◆ **Provided records**:
----------------------------------------
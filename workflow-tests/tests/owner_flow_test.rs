//! Owner screens: portfolio dashboard, tenant verification search,
//! property management.

use chrono::NaiveDate;
use client_core::error::ClientError;
use client_core::session::UserRole;
use owner_client::models::{NewPropertyRequest, PropertyStatus, UpdatePropertyRequest};
use serde_json::json;
use tokio_util::sync::CancellationToken;
use wiremock::matchers::{header, method, path, query_param};
use wiremock::{Mock, ResponseTemplate};
use workflow_tests::WorkflowTestContext;

fn today() -> NaiveDate {
    NaiveDate::from_ymd_opt(2026, 3, 15).unwrap()
}

#[tokio::test]
async fn dashboard_aggregates_portfolio() {
    let ctx = WorkflowTestContext::spawn().await;
    ctx.login_as("jwt-owner", UserRole::Owner);

    Mock::given(method("GET"))
        .and(path("/owner/properties"))
        .and(header("Authorization", "Bearer jwt-owner"))
        .respond_with(ResponseTemplate::new(200).set_body_json(json!([
            {
                "propertyId": "pr-1",
                "description": "Two-bedroom in Kacyiru",
                "location": "Kigali",
                "rentAmount": 250000,
                "dueDay": 3,
                "status": "OCCUPIED",
                "tenantName": "Jean Bosco"
            },
            {
                "propertyId": "pr-2",
                "description": "Studio near the market",
                "location": "Huye",
                "rentAmount": 80000,
                "dueDay": 5,
                "status": "AVAILABLE"
            }
        ])))
        .mount(&ctx.server)
        .await;

    Mock::given(method("GET"))
        .and(path("/owner/tenants"))
        .respond_with(ResponseTemplate::new(200).set_body_json(json!([
            {
                "userId": "u-1",
                "fullName": "Jean Bosco",
                "telephone": "+250780000001",
                "propertyId": "pr-1",
                "rentalId": "r-2",
                "rentAmount": 250000,
                "active": true
            }
        ])))
        .mount(&ctx.server)
        .await;

    Mock::given(method("GET"))
        .and(path("/owner/payments"))
        .respond_with(ResponseTemplate::new(200).set_body_json(json!([
            {
                "paymentId": "p-1",
                "rentalId": "r-2",
                "tenantName": "Jean Bosco",
                "amount": 250000,
                "paymentMethod": "MOBILE_MONEY",
                "status": "COMPLETED",
                "paidDate": "2026-03-04T09:00:00Z"
            },
            {
                "paymentId": "p-2",
                "rentalId": "r-2",
                "tenantName": "Jean Bosco",
                "amount": 100000,
                "paymentMethod": "BANK_TRANSFER",
                "status": "PENDING",
                "paidDate": "2026-03-05T09:00:00Z"
            },
            {
                "paymentId": "p-3",
                "rentalId": "r-2",
                "tenantName": "Jean Bosco",
                "amount": 200000,
                "paymentMethod": "MOBILE_MONEY",
                "status": "COMPLETED",
                "paidDate": "2026-02-10T09:00:00Z"
            }
        ])))
        .mount(&ctx.server)
        .await;

    let cancel = CancellationToken::new();
    let dashboard = ctx.owner.dashboard.load(today(), &cancel).await.unwrap();

    assert_eq!(dashboard.total_properties, 2);
    assert_eq!(dashboard.available_properties, 1);
    assert_eq!(dashboard.occupied_properties, 1);
    assert_eq!(dashboard.tenant_count, 1);
    // Only this month's COMPLETED payment counts.
    assert_eq!(dashboard.collected_this_month, 250000.0);
    // Newest arrival first.
    assert_eq!(dashboard.recent_payments[0].payment_id, "p-3");
}

#[tokio::test]
async fn search_tenant_encodes_the_query() {
    let ctx = WorkflowTestContext::spawn().await;
    ctx.login_as("jwt-owner", UserRole::Owner);

    Mock::given(method("GET"))
        .and(path("/owner/search-tenant"))
        .and(query_param("query", "jean bosco"))
        .respond_with(ResponseTemplate::new(200).set_body_json(json!([
            {
                "userId": "u-1",
                "fullName": "Jean Bosco",
                "telephone": "+250780000001",
                "hasActiveRental": true,
                "currentProperty": "Two-bedroom in Kacyiru"
            }
        ])))
        .expect(1)
        .mount(&ctx.server)
        .await;

    let cancel = CancellationToken::new();
    let matches = ctx
        .owner
        .tenants
        .search_tenant("jean bosco", &cancel)
        .await
        .unwrap();

    assert_eq!(matches.len(), 1);
    assert!(matches[0].has_active_rental);
}

#[tokio::test]
async fn add_and_update_property() {
    let ctx = WorkflowTestContext::spawn().await;
    ctx.login_as("jwt-owner", UserRole::Owner);

    Mock::given(method("POST"))
        .and(path("/owner/properties"))
        .respond_with(ResponseTemplate::new(200).set_body_json(json!({
            "propertyId": "pr-9",
            "description": "Family house in Nyamirambo",
            "location": "Kigali",
            "rentAmount": 300000,
            "dueDay": 1,
            "status": "AVAILABLE"
        })))
        .mount(&ctx.server)
        .await;

    Mock::given(method("PUT"))
        .and(path("/owner/properties/pr-9"))
        .respond_with(ResponseTemplate::new(200).set_body_json(json!({
            "propertyId": "pr-9",
            "description": "Family house in Nyamirambo",
            "location": "Kigali",
            "rentAmount": 300000,
            "dueDay": 1,
            "status": "OCCUPIED",
            "tenantName": "Aline U."
        })))
        .mount(&ctx.server)
        .await;

    let cancel = CancellationToken::new();
    let property = ctx
        .owner
        .properties
        .add_property(
            NewPropertyRequest {
                description: "Family house in Nyamirambo".to_string(),
                location: "Kigali".to_string(),
                rent_amount: 300000.0,
                due_day: 1,
            },
            &cancel,
        )
        .await
        .unwrap();
    assert_eq!(property.status, PropertyStatus::Available);

    let updated = ctx
        .owner
        .properties
        .update_property(
            "pr-9",
            UpdatePropertyRequest {
                status: Some(PropertyStatus::Occupied),
                ..Default::default()
            },
            &cancel,
        )
        .await
        .unwrap();
    assert_eq!(updated.status, PropertyStatus::Occupied);
    assert_eq!(updated.tenant_name.as_deref(), Some("Aline U."));
}

#[tokio::test]
async fn invalid_property_never_reaches_the_network() {
    let ctx = WorkflowTestContext::spawn().await;
    ctx.login_as("jwt-owner", UserRole::Owner);

    let cancel = CancellationToken::new();
    let result = ctx
        .owner
        .properties
        .add_property(
            NewPropertyRequest {
                description: "Too".to_string(),
                location: "K".to_string(),
                rent_amount: 0.0,
                due_day: 40,
            },
            &cancel,
        )
        .await;

    assert!(matches!(result, Err(ClientError::Validation(_))));
}

#[tokio::test]
async fn owner_notifications_404_reads_as_empty() {
    let ctx = WorkflowTestContext::spawn().await;
    ctx.login_as("jwt-owner", UserRole::Owner);

    Mock::given(method("GET"))
        .and(path("/owner/notifications"))
        .respond_with(ResponseTemplate::new(404).set_body_json(json!({"message": "Not Found"})))
        .mount(&ctx.server)
        .await;

    let cancel = CancellationToken::new();
    let notifications = ctx.owner.notifications.notifications(&cancel).await.unwrap();
    assert!(notifications.is_empty());
}
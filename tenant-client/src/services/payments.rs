use crate::models::{Payment, SimulatePaymentRequest};
use client_core::error::ClientError;
use client_core::http::ApiClient;
use serde_json::json;
use std::sync::Arc;
use tokio_util::sync::CancellationToken;
use uuid::Uuid;
use validator::Validate;

#[derive(Clone)]
pub struct PaymentService {
    api: Arc<ApiClient>,
}

impl PaymentService {
    pub fn new(api: Arc<ApiClient>) -> Self {
        Self { api }
    }

    pub async fn payment_history(
        &self,
        cancel: &CancellationToken,
    ) -> Result<Vec<Payment>, ClientError> {
        self.api
            .get("/tenant/payments", cancel)
            .await
            .map_err(|err| {
                tracing::error!(error = %err, "failed to load payment history");
                err
            })
    }

    /// Run a payment through the backend's simulation endpoint.
    ///
    /// Each attempt carries a fresh client-generated reference so the
    /// backend can tell submissions apart.
    pub async fn simulate_payment(
        &self,
        request: SimulatePaymentRequest,
        cancel: &CancellationToken,
    ) -> Result<Payment, ClientError> {
        request.validate()?;

        let mut body = serde_json::to_value(&request)?;
        body["reference"] = json!(Uuid::new_v4().to_string());

        let payment: Payment = self
            .api
            .post("/payments/simulate", body, cancel)
            .await
            .map_err(|err| {
                tracing::error!(error = %err, rental_id = %request.rental_id, "payment simulation failed");
                err
            })?;

        tracing::info!(
            payment_id = %payment.payment_id,
            amount = payment.amount,
            "payment simulated"
        );
        Ok(payment)
    }
}
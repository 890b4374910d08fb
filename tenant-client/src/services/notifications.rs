use crate::models::Notification;
use client_core::error::ClientError;
use client_core::http::ApiClient;
use std::sync::Arc;
use tokio_util::sync::CancellationToken;

#[derive(Clone)]
pub struct NotificationService {
    api: Arc<ApiClient>,
}

impl NotificationService {
    pub fn new(api: Arc<ApiClient>) -> Self {
        Self { api }
    }

    /// Poll the tenant's notifications.
    ///
    /// A 404 means the backend has not rolled the endpoint out yet, not
    /// a failure: callers get an empty list and no alert.
    pub async fn notifications(
        &self,
        cancel: &CancellationToken,
    ) -> Result<Vec<Notification>, ClientError> {
        match self.api.get("/tenant/notifications", cancel).await {
            Ok(notifications) => Ok(notifications),
            Err(err) if err.is_not_found() => {
                tracing::debug!("notification endpoint not available, returning empty list");
                Ok(Vec::new())
            }
            Err(err) => {
                tracing::error!(error = %err, "failed to load notifications");
                Err(err)
            }
        }
    }

    pub async fn unread_count(&self, cancel: &CancellationToken) -> Result<usize, ClientError> {
        let notifications = self.notifications(cancel).await?;
        Ok(notifications.iter().filter(|n| !n.is_read).count())
    }

    pub async fn mark_read(
        &self,
        notification_id: &str,
        cancel: &CancellationToken,
    ) -> Result<Notification, ClientError> {
        let path = format!("/tenant/notifications/{notification_id}/read");
        self.api
            .put(&path, serde_json::json!({}), cancel)
            .await
            .map_err(|err| {
                tracing::error!(error = %err, notification_id, "failed to mark notification read");
                err
            })
    }
}
use crate::models::{PropertyTenant, TenantMatch};
use client_core::error::ClientError;
use client_core::http::ApiClient;
use std::sync::Arc;
use tokio_util::sync::CancellationToken;

#[derive(Clone)]
pub struct TenantDirectoryService {
    api: Arc<ApiClient>,
}

impl TenantDirectoryService {
    pub fn new(api: Arc<ApiClient>) -> Self {
        Self { api }
    }

    /// Tenants across the owner's properties.
    pub async fn tenants(
        &self,
        cancel: &CancellationToken,
    ) -> Result<Vec<PropertyTenant>, ClientError> {
        self.api.get("/owner/tenants", cancel).await.map_err(|err| {
            tracing::error!(error = %err, "failed to load tenants");
            err
        })
    }

    /// Verification search: look a prospective tenant up by name or
    /// phone number before signing a lease.
    pub async fn search_tenant(
        &self,
        query: &str,
        cancel: &CancellationToken,
    ) -> Result<Vec<TenantMatch>, ClientError> {
        let path = format!("/owner/search-tenant?query={}", urlencoding::encode(query));
        self.api.get(&path, cancel).await.map_err(|err| {
            tracing::error!(error = %err, query, "tenant search failed");
            err
        })
    }
}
----------------------------------------
◆ **Task**:
Starting at the line above that contains "Ok(payment)", repeat each line exactly up to and including the line that contains "not available, returning", and stop there.

◆ **Exercise output**:
        Ok(payment)
    }
}
repository 890b4374910d08fb
filename tenant-client/src/services/notifications.rs
use crate::models::Notification;
use client_core::error::ClientError;
use client_core::http::ApiClient;
use std::sync::Arc;
use tokio_util::sync::CancellationToken;

#[derive(Clone)]
pub struct NotificationService {
    api: Arc<ApiClient>,
}

impl NotificationService {
    pub fn new(api: Arc<ApiClient>) -> Self {
        Self { api }
    }

    /// Poll the tenant's notifications.
    ///
    /// A 404 means the backend has not rolled the endpoint out yet, not
    /// a failure: callers get an empty list and no alert.
    pub async fn notifications(
        &self,
        cancel: &CancellationToken,
    ) -> Result<Vec<Notification>, ClientError> {
        match self.api.get("/tenant/notifications", cancel).await {
            Ok(notifications) => Ok(notifications),
            Err(err) if err.is_not_found() => {
                tracing::debug!("notification endpoint not available, returning empty list");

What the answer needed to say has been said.